The word "SecureHash" occurs in some of the lines below; copy each of those lines.

____ Provided records

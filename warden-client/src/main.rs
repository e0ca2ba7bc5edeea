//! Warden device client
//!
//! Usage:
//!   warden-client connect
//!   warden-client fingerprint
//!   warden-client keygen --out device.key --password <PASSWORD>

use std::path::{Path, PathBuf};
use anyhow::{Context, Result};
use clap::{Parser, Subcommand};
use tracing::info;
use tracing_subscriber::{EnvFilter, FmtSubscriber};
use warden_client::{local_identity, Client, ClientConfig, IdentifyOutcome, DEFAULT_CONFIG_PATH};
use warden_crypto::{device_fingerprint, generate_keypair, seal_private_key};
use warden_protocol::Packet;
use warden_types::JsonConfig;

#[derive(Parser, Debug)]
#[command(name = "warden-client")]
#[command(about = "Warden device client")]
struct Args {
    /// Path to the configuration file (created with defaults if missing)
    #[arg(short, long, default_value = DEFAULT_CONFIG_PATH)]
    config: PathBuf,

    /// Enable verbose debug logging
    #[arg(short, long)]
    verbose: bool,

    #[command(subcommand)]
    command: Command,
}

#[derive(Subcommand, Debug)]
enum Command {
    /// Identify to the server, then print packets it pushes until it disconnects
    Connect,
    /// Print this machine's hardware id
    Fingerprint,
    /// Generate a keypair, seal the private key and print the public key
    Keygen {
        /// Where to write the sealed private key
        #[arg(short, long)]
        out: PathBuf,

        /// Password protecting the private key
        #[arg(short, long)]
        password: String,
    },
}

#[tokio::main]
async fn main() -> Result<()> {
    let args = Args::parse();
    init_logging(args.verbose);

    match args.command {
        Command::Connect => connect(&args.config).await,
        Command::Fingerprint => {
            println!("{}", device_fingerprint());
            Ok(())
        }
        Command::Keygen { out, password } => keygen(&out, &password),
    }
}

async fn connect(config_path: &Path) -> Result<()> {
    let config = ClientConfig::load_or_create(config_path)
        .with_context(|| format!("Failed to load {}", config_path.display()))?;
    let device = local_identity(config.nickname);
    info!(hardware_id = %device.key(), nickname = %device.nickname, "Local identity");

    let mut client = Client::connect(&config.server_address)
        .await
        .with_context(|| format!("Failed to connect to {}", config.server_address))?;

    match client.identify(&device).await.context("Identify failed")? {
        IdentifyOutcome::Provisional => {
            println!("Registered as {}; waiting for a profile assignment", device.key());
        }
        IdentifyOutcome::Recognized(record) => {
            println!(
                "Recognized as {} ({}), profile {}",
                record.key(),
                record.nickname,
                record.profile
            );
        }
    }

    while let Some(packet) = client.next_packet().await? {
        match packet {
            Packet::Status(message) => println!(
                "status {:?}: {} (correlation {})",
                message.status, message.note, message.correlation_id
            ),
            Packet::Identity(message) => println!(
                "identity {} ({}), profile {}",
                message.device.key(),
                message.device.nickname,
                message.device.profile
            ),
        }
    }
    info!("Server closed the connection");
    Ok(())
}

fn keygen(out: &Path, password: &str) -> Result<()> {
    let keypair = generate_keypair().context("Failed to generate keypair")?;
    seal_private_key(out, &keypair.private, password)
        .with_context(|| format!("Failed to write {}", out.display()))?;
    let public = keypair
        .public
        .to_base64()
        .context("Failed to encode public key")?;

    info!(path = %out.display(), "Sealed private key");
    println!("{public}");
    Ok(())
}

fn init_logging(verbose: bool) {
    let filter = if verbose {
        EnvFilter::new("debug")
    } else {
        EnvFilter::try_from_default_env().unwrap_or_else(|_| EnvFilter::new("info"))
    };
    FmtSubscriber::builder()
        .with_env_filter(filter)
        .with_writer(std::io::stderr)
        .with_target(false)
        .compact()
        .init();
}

________
____ Provided records

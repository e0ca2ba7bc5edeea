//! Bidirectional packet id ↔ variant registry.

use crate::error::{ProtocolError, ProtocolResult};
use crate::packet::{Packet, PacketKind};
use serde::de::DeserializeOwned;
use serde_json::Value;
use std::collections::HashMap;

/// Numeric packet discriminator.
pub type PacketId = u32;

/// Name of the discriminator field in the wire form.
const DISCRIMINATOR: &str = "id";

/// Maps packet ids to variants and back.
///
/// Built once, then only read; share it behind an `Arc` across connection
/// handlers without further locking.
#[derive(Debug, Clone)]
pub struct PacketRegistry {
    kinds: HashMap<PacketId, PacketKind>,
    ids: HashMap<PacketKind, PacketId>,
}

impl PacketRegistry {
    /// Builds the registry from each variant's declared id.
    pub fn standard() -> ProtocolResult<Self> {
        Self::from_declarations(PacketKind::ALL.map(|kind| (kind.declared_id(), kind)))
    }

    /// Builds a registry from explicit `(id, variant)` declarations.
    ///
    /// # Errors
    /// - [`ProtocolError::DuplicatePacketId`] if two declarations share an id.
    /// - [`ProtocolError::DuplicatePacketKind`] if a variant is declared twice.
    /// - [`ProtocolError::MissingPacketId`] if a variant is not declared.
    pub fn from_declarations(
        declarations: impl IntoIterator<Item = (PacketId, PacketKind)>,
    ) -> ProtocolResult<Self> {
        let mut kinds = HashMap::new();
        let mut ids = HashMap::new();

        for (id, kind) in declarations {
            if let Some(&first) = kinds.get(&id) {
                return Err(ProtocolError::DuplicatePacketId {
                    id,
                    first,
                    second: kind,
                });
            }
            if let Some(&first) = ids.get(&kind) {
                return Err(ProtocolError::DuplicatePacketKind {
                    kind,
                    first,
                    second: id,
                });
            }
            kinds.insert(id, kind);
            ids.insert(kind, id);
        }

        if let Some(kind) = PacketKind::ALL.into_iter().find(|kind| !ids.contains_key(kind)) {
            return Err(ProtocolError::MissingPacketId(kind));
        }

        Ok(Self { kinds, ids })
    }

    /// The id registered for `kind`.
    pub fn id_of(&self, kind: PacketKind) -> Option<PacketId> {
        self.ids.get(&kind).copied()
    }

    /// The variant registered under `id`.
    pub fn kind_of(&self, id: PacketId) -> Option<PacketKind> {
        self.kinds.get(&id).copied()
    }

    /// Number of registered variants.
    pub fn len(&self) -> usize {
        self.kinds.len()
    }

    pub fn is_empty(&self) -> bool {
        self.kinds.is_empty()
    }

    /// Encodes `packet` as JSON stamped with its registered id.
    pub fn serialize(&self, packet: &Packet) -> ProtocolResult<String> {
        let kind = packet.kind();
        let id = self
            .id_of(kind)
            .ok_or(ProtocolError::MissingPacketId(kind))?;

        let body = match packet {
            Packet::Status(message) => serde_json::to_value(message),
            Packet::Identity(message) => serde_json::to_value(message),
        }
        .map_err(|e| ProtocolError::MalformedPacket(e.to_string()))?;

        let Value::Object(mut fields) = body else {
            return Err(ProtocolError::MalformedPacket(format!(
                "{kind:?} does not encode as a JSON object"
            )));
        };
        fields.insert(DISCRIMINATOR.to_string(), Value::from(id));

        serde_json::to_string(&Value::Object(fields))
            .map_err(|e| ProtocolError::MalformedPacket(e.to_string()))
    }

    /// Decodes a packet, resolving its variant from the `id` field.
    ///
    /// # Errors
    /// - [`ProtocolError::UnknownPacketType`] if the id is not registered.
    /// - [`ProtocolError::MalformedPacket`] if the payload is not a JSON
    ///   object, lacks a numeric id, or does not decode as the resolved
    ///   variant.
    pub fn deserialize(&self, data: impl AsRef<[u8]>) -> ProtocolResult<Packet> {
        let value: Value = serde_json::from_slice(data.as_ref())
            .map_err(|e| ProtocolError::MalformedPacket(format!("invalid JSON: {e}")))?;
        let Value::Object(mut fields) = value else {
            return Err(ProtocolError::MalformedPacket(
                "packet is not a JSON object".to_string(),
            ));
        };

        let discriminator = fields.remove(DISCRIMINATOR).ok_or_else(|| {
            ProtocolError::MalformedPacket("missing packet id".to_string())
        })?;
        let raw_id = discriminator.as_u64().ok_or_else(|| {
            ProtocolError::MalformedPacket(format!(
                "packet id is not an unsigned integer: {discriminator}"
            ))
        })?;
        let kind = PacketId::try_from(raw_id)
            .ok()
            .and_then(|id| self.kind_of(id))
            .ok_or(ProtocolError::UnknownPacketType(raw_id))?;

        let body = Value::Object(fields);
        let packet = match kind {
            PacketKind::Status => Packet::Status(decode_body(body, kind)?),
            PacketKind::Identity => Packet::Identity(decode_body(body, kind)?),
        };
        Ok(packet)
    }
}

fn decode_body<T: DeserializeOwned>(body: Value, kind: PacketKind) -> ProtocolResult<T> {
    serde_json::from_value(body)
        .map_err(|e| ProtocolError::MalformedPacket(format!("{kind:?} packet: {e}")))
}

________
____ Provided records

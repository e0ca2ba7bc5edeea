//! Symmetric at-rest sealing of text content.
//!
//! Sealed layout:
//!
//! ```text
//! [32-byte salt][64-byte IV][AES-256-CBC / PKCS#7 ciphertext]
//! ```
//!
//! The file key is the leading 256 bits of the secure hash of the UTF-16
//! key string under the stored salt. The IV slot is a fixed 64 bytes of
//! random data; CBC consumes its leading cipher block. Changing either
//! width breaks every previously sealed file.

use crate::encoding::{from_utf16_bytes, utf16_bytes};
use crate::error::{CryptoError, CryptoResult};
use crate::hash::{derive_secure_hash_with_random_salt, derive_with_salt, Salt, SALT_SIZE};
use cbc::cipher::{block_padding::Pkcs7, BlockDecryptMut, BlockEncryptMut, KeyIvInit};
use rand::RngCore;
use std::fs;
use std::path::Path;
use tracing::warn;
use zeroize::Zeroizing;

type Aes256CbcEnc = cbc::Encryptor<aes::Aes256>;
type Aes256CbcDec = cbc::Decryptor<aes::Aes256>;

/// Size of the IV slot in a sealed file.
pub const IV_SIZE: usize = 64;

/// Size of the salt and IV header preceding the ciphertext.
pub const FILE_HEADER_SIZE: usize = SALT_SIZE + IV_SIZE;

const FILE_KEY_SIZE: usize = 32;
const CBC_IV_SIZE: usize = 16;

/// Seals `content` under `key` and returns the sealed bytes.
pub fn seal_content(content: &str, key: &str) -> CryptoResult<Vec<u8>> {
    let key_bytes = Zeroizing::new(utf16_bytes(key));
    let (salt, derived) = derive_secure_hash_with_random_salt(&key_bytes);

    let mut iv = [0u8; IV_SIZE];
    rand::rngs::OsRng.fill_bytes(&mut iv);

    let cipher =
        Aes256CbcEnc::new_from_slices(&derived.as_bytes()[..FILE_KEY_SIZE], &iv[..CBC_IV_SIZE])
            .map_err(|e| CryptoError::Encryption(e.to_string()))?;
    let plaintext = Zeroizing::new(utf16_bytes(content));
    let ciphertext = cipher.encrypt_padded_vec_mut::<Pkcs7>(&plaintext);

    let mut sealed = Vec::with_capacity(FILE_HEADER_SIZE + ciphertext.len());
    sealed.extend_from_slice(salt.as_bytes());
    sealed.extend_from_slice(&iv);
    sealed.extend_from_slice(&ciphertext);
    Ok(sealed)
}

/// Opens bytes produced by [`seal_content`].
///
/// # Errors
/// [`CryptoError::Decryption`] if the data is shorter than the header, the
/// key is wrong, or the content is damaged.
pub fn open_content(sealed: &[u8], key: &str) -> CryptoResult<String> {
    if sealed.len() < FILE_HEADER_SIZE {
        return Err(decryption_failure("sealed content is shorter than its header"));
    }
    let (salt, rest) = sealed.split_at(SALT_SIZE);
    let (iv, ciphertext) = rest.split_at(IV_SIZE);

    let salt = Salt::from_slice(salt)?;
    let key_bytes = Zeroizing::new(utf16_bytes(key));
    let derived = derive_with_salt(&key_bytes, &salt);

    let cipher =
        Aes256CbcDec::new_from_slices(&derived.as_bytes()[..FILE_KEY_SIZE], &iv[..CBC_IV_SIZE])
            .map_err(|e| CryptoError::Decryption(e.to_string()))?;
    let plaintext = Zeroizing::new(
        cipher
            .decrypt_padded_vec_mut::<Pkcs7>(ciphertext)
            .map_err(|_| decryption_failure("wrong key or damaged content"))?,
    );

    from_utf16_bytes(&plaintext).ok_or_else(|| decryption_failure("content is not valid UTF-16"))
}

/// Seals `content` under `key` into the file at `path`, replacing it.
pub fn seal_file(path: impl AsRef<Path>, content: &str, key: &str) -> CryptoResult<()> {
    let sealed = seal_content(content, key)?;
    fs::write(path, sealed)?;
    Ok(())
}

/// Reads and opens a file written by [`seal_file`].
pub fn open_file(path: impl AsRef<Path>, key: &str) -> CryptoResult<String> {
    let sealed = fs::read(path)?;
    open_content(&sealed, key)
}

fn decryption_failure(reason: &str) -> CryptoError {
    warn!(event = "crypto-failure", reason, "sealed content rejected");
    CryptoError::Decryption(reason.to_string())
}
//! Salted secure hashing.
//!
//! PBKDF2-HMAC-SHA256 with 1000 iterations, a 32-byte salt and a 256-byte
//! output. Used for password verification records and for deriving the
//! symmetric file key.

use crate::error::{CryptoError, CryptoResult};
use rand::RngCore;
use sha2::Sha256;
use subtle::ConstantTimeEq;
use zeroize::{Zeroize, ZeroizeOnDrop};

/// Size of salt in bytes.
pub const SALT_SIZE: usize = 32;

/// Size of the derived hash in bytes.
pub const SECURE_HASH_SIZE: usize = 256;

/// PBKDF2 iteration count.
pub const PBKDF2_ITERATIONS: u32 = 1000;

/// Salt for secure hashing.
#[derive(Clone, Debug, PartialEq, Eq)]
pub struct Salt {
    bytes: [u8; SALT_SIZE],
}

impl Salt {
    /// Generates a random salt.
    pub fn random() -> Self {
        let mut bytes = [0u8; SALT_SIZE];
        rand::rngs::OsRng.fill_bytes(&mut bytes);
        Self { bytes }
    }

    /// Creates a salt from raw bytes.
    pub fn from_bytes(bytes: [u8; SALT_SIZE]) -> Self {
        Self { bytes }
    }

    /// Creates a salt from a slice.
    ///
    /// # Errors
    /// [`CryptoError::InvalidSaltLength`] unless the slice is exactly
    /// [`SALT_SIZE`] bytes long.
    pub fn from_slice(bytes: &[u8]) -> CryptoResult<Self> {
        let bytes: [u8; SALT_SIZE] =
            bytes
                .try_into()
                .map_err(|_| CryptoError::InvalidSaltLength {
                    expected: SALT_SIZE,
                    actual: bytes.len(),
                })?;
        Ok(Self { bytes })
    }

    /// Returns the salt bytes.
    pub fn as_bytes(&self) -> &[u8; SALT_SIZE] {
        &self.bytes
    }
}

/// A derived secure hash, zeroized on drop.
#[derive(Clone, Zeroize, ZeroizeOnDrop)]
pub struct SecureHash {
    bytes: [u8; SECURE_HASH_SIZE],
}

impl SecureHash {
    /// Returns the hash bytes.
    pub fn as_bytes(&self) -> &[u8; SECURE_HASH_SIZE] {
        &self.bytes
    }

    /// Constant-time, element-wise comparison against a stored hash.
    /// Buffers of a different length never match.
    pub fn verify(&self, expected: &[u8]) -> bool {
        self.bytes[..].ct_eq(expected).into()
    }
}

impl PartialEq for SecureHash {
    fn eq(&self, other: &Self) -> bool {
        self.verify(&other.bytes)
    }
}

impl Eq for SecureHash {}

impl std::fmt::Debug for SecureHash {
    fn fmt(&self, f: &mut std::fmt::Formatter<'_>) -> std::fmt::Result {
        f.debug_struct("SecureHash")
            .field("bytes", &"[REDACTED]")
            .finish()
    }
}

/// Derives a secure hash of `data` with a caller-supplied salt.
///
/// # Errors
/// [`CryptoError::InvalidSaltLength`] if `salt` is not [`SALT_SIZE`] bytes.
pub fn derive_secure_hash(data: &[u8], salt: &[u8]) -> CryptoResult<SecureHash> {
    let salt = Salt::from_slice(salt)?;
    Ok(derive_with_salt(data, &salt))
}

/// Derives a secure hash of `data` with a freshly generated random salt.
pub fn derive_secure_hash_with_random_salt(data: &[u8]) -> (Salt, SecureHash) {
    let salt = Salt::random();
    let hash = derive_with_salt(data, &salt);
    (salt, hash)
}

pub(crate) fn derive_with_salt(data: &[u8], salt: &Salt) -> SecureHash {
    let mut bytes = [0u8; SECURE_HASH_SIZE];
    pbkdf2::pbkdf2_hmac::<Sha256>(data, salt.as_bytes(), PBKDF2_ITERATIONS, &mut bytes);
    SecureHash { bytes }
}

________

**Task answer:**
pub struct SecureHash {
impl SecureHash {
impl PartialEq for SecureHash {
impl Eq for SecureHash {}
impl std::fmt::Debug for SecureHash {
        f.debug_struct("SecureHash")
pub fn derive_secure_hash(data: &[u8], salt: &[u8]) -> CryptoResult<SecureHash> {
pub fn derive_secure_hash_with_random_salt(data: &[u8]) -> (Salt, SecureHash) {
pub(crate) fn derive_with_salt(data: &[u8], salt: &Salt) -> SecureHash {
    SecureHash { bytes }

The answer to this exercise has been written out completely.